| Activity |
A single number is required: how many lines in the entries hold the word "value".

Records excerpted from a collection:
== == ==

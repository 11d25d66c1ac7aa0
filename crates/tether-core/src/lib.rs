//! tether-core: Shared types, configuration and traits for tether attach
//!
//! This crate holds what both sides of an attach connection agree on beyond
//! the wire format: container identity, the executor and session
//! configuration consumed by the agent, daemon configuration, error types,
//! and the controller-facing `SessionInteractor` trait.

pub mod config;
pub mod error;
pub mod traits;
pub mod types;

pub use error::{ConfigError, ConnectorError, InteractionError, SessionError, TetherError};
pub use traits::SessionInteractor;
pub use types::ContainerId;
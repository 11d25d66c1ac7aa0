//! Attach server (controller side) configuration

use serde::{Deserialize, Serialize};
use std::time::Duration;

use super::serde_utils::duration_secs;

/// Default attach listener port
pub const DEFAULT_ATTACH_PORT: u16 = 2377;

/// Configuration for the attach server and its connector
#[derive(Debug, Clone, Serialize, Deserialize)]
#[serde(default)]
pub struct AttachConfig {
    /// Management address to listen on
    pub host: String,

    pub port: u16,

    /// Request the lossiness check during frame sync
    pub debug: bool,

    /// Deadline for one frame sync attempt
    #[serde(with = "duration_secs")]
    pub handshake_timeout: Duration,

    /// Deadline for an interactor ping round-trip
    #[serde(with = "duration_secs")]
    pub ping_timeout: Duration,

    #[serde(with = "duration_secs")]
    pub keepalive_interval: Duration,

    /// A mux with no keepalive reply for this long is closed
    #[serde(with = "duration_secs")]
    pub keepalive_timeout: Duration,

    /// Expected agent host key fingerprint
    pub pinned_host_key: Option<String>,

    /// Refuse agents whose key does not match `pinned_host_key`
    pub strict_host_key: bool,
}

impl Default for AttachConfig {
    fn default() -> Self {
        Self {
            host: "127.0.0.1".to_string(),
            port: DEFAULT_ATTACH_PORT,
            debug: false,
            handshake_timeout: Duration::from_secs(1),
            ping_timeout: Duration::from_secs(5),
            keepalive_interval: Duration::from_secs(30),
            keepalive_timeout: Duration::from_secs(90),
            pinned_host_key: None,
            strict_host_key: false,
        }
    }
}

impl AttachConfig {
    /// `host:port` for binding
    pub fn bind_address(&self) -> String {
        format!("{}:{}", self.host, self.port)
    }
}

#[cfg(test)]
mod tests {
    use super::*;

    #[test]
    fn test_partial_toml_uses_defaults() {
        let config: AttachConfig = toml::from_str("port = 4000\nping_timeout = 2\n").unwrap();
        assert_eq!(config.port, 4000);
        assert_eq!(config.ping_timeout, Duration::from_secs(2));
        assert_eq!(config.host, "127.0.0.1");
        assert_eq!(config.keepalive_timeout, Duration::from_secs(90));
        assert_eq!(config.bind_address(), "127.0.0.1:4000");
    }
}
//! Shared serde helpers for configuration types

/// Duration as whole seconds
///
/// ```ignore
/// #[serde(with = "tether_core::config::serde_utils::duration_secs")]
/// timeout: Duration,
/// ```
pub mod duration_secs {
    use serde::{self, Deserialize, Deserializer, Serializer};
    use std::time::Duration;

    pub fn serialize<S>(duration: &Duration, serializer: S) -> Result<S::Ok, S::Error>
    where
        S: Serializer,
    {
        serializer.serialize_u64(duration.as_secs())
    }

    pub fn deserialize<'de, D>(deserializer: D) -> Result<Duration, D::Error>
    where
        D: Deserializer<'de>,
    {
        let secs = u64::deserialize(deserializer)?;
        Ok(Duration::from_secs(secs))
    }
}

/// Duration as whole milliseconds, for sub-second settings
pub mod duration_millis {
    use serde::{self, Deserialize, Deserializer, Serializer};
    use std::time::Duration;

    pub fn serialize<S>(duration: &Duration, serializer: S) -> Result<S::Ok, S::Error>
    where
        S: Serializer,
    {
        serializer.serialize_u64(duration.as_millis() as u64)
    }

    pub fn deserialize<'de, D>(deserializer: D) -> Result<Duration, D::Error>
    where
        D: Deserializer<'de>,
    {
        let millis = u64::deserialize(deserializer)?;
        Ok(Duration::from_millis(millis))
    }
}
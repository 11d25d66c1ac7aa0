//! Core trait definitions

mod interactor;

pub use interactor::SessionInteractor;
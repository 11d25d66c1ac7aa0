//! Child process launch
//!
//! A [`Launch`] is a prepared command, either over plain pipes or over a
//! pseudo-terminal. [`Launch::start`] spawns it and wires the child's
//! streams to the owning [`Session`]: output is read on dedicated threads
//! and pushed through the session's writers, stdin is drained from the
//! session's feed into the child.

use std::io::{ErrorKind, Read, Write};
use std::os::unix::fs::PermissionsExt;
use std::os::unix::process::CommandExt;
use std::path::{Path, PathBuf};
use std::process::{Command, Stdio};
use std::sync::Arc;

use bytes::Bytes;
use nix::unistd::{Group, User};
use portable_pty::{native_pty_system, CommandBuilder, MasterPty, PtyPair, PtySize};
use tokio::sync::mpsc;
use tokio::task::JoinHandle;

use tether_core::config::SessionConfig;
use tether_core::SessionError;
use tether_protocol::WindowSize;

use crate::session::{MultiWriter, Session};

/// Search path used when the session does not set `PATH`
pub const DEFAULT_PATH: &str = "/usr/local/sbin:/usr/local/bin:/usr/sbin:/usr/bin:/sbin:/bin";

const DEFAULT_HOME: &str = "/root";
const DEFAULT_TERM: &str = "xterm-256color";
const READ_CHUNK: usize = 8192;

enum Kind {
    Pipes(Command),
    Pty(CommandBuilder),
}

/// A prepared, not yet spawned, child
pub struct Launch {
    program: PathBuf,
    open_stdin: bool,
    kind: Kind,
}

/// A spawned child
pub struct Started {
    pub pid: i32,
    /// Resolves once every output stream of the child reached EOF
    pub done: JoinHandle<()>,
}

impl Launch {
    /// Prepare a child with piped stdout and stderr
    pub fn pipes(config: &SessionConfig) -> Result<Self, SessionError> {
        let env = environment(config);
        let program = resolve_program(&config.cmd.path, lookup(&env, "PATH"));

        let mut command = Command::new(&program);
        if let Some(arg0) = config.cmd.args.first() {
            command.arg0(arg0);
        }
        command
            .args(config.cmd.argv_tail())
            .env_clear()
            .envs(env.iter().map(|(k, v)| (k, v)))
            .stdin(if config.open_stdin {
                Stdio::piped()
            } else {
                Stdio::null()
            })
            .stdout(Stdio::piped())
            .stderr(Stdio::piped());

        if let Some(dir) = &config.working_dir {
            command.current_dir(dir);
        }

        let (uid, gid) = credentials(config)?;
        if let Some(gid) = gid {
            command.gid(gid);
        }
        if let Some(uid) = uid {
            command.uid(uid);
        }

        Ok(Self {
            program,
            open_stdin: config.open_stdin,
            kind: Kind::Pipes(command),
        })
    }

    /// Prepare a child on a pseudo-terminal
    ///
    /// The pty itself is allocated at start, sized to the session's last
    /// requested window (80x24 when none was requested).
    pub fn pty(config: &SessionConfig) -> Result<Self, SessionError> {
        let mut env = environment(config);
        if lookup(&env, "TERM").is_none() {
            env.push(("TERM".to_string(), DEFAULT_TERM.to_string()));
        }
        let program = resolve_program(&config.cmd.path, lookup(&env, "PATH"));

        if config.user.is_some() || config.group.is_some() {
            tracing::warn!(session = %config.id, "user and group are not applied to tty sessions");
        }

        let mut command = CommandBuilder::new(&program);
        command.args(config.cmd.argv_tail());
        command.env_clear();
        for (key, value) in &env {
            command.env(key, value);
        }
        if let Some(dir) = &config.working_dir {
            command.cwd(dir);
        }

        Ok(Self {
            program,
            open_stdin: config.open_stdin,
            kind: Kind::Pty(command),
        })
    }

    pub fn is_pty(&self) -> bool {
        matches!(self.kind, Kind::Pty(_))
    }

    /// Spawn the child and wire its streams to `session`
    ///
    /// Must run inside a tokio runtime.
    pub fn start(self, session: &Arc<Session>) -> Result<Started, SessionError> {
        let label = self.program.display().to_string();
        let spawn_err = |e: &dyn std::fmt::Display| SessionError::Spawn(format!("{}: {}", label, e));

        match self.kind {
            Kind::Pipes(mut command) => {
                let mut child = command.spawn().map_err(|e| spawn_err(&e))?;
                let pid = child.id() as i32;

                let stdin = child
                    .stdin
                    .take()
                    .map(|s| Box::new(s) as Box<dyn Write + Send>);
                let mut outputs = Vec::with_capacity(2);
                if let Some(stdout) = child.stdout.take() {
                    outputs.push(pump(session.clone(), Box::new(stdout), false));
                }
                if let Some(stderr) = child.stderr.take() {
                    outputs.push(pump(session.clone(), Box::new(stderr), true));
                }

                session.launched(pid, stdin.map(feed), None);
                Ok(Started {
                    pid,
                    done: join(outputs),
                })
            }
            Kind::Pty(command) => {
                let size = session.window().unwrap_or_else(|| WindowSize::new(80, 24));
                let clamp = |v: u32| u16::try_from(v).unwrap_or(u16::MAX);
                let pair = native_pty_system()
                    .openpty(PtySize {
                        rows: clamp(size.rows),
                        cols: clamp(size.cols),
                        pixel_width: clamp(size.width_px),
                        pixel_height: clamp(size.height_px),
                    })
                    .map_err(|e| SessionError::Pty(format!("Failed to open PTY: {}", e)))?;

                let PtyPair { master, slave } = pair;
                let child = slave.spawn_command(command).map_err(|e| spawn_err(&e))?;
                let pid = child
                    .process_id()
                    .ok_or_else(|| spawn_err(&"child has no pid"))? as i32;
                // The master only sees EOF once every slave handle is closed
                drop(slave);

                let reader = master
                    .try_clone_reader()
                    .map_err(|e| SessionError::Pty(e.to_string()))?;
                let stdin = if self.open_stdin {
                    Some(
                        master
                            .take_writer()
                            .map_err(|e| SessionError::Pty(e.to_string()))?,
                    )
                } else {
                    None
                };

                let output = pump(session.clone(), reader, false);
                session.launched(pid, stdin.map(feed), Some(master));

                Ok(Started {
                    pid,
                    done: join(vec![output]),
                })
            }
        }
    }
}

/// Copy one child output stream into the session
fn pump(session: Arc<Session>, mut reader: Box<dyn Read + Send>, stderr: bool) -> JoinHandle<()> {
    let (tx, mut rx) = mpsc::channel::<Bytes>(16);
    let id = session.id.clone();

    let spawned = std::thread::Builder::new()
        .name(format!("{}-{}", id, if stderr { "err" } else { "out" }))
        .spawn(move || {
            let mut buf = vec![0u8; READ_CHUNK];
            loop {
                match reader.read(&mut buf) {
                    Ok(0) => break,
                    Ok(n) => {
                        if tx.blocking_send(Bytes::copy_from_slice(&buf[..n])).is_err() {
                            break;
                        }
                    }
                    Err(e) if e.kind() == ErrorKind::Interrupted => continue,
                    // A pty master reports EIO once the slave side is gone
                    Err(_) => break,
                }
            }
        });
    if let Err(e) = spawned {
        tracing::error!(session = %id, "Failed to start output reader: {}", e);
    }

    tokio::spawn(async move {
        let writer: &MultiWriter = if stderr {
            &session.stderr
        } else {
            &session.stdout
        };
        while let Some(chunk) = rx.recv().await {
            writer.write(&chunk).await;
        }
    })
}

/// Drain queued stdin into the child; dropping the sender closes its stdin
fn feed(mut sink: Box<dyn Write + Send>) -> mpsc::UnboundedSender<Bytes> {
    let (tx, mut rx) = mpsc::unbounded_channel::<Bytes>();
    let spawned = std::thread::Builder::new()
        .name("stdin".into())
        .spawn(move || {
            while let Some(data) = rx.blocking_recv() {
                if sink.write_all(&data).and_then(|_| sink.flush()).is_err() {
                    break;
                }
            }
        });
    if let Err(e) = spawned {
        tracing::error!("Failed to start stdin writer: {}", e);
    }
    tx
}

fn join(handles: Vec<JoinHandle<()>>) -> JoinHandle<()> {
    tokio::spawn(async move {
        for handle in handles {
            let _ = handle.await;
        }
    })
}

/// The session's environment as pairs, with `HOME` defaulted
fn environment(config: &SessionConfig) -> Vec<(String, String)> {
    let mut env: Vec<(String, String)> = config
        .env
        .iter()
        .filter_map(|entry| match entry.split_once('=') {
            Some((k, v)) if !k.is_empty() => Some((k.to_string(), v.to_string())),
            _ => {
                tracing::warn!(session = %config.id, "Ignoring malformed env entry {:?}", entry);
                None
            }
        })
        .collect();
    if lookup(&env, "HOME").is_none() {
        env.push(("HOME".to_string(), DEFAULT_HOME.to_string()));
    }
    env
}

fn lookup<'a>(env: &'a [(String, String)], key: &str) -> Option<&'a str> {
    env.iter()
        .rev()
        .find(|(k, _)| k == key)
        .map(|(_, v)| v.as_str())
}

/// Resolve a bare program name through `path`
pub fn resolve_program(program: &str, path: Option<&str>) -> PathBuf {
    if program.contains('/') {
        return PathBuf::from(program);
    }
    path.unwrap_or(DEFAULT_PATH)
        .split(':')
        .filter(|dir| !dir.is_empty())
        .map(|dir| Path::new(dir).join(program))
        .find(|candidate| is_executable(candidate))
        .unwrap_or_else(|| PathBuf::from(program))
}

fn is_executable(path: &Path) -> bool {
    std::fs::metadata(path)
        .map(|m| m.is_file() && m.permissions().mode() & 0o111 != 0)
        .unwrap_or(false)
}

/// uid and gid for the child; a named user without a group gets its primary group
fn credentials(config: &SessionConfig) -> Result<(Option<u32>, Option<u32>), SessionError> {
    let (uid, primary_gid) = match config.user.as_deref() {
        Some(user) => {
            let (uid, gid) = resolve_user(user)?;
            (Some(uid), gid)
        }
        None => (None, None),
    };
    let gid = match config.group.as_deref() {
        Some(group) => Some(resolve_group(group)?),
        None => primary_gid,
    };
    Ok((uid, gid))
}

fn resolve_user(name: &str) -> Result<(u32, Option<u32>), SessionError> {
    if let Ok(uid) = name.parse::<u32>() {
        return Ok((uid, None));
    }
    match User::from_name(name) {
        Ok(Some(user)) => Ok((user.uid.as_raw(), Some(user.gid.as_raw()))),
        Ok(None) => Err(SessionError::UnknownUser(name.to_string())),
        Err(e) => Err(SessionError::UnknownUser(format!("{}: {}", name, e))),
    }
}

fn resolve_group(name: &str) -> Result<u32, SessionError> {
    if let Ok(gid) = name.parse::<u32>() {
        return Ok(gid);
    }
    match Group::from_name(name) {
        Ok(Some(group)) => Ok(group.gid.as_raw()),
        Ok(None) => Err(SessionError::UnknownUser(name.to_string())),
        Err(e) => Err(SessionError::UnknownUser(format!("{}: {}", name, e))),
    }
}

impl std::fmt::Debug for Launch {
    fn fmt(&self, f: &mut std::fmt::Formatter<'_>) -> std::fmt::Result {
        f.debug_struct("Launch")
            .field("program", &self.program)
            .field("pty", &self.is_pty())
            .finish()
    }
}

== == ==

| Answer below |
2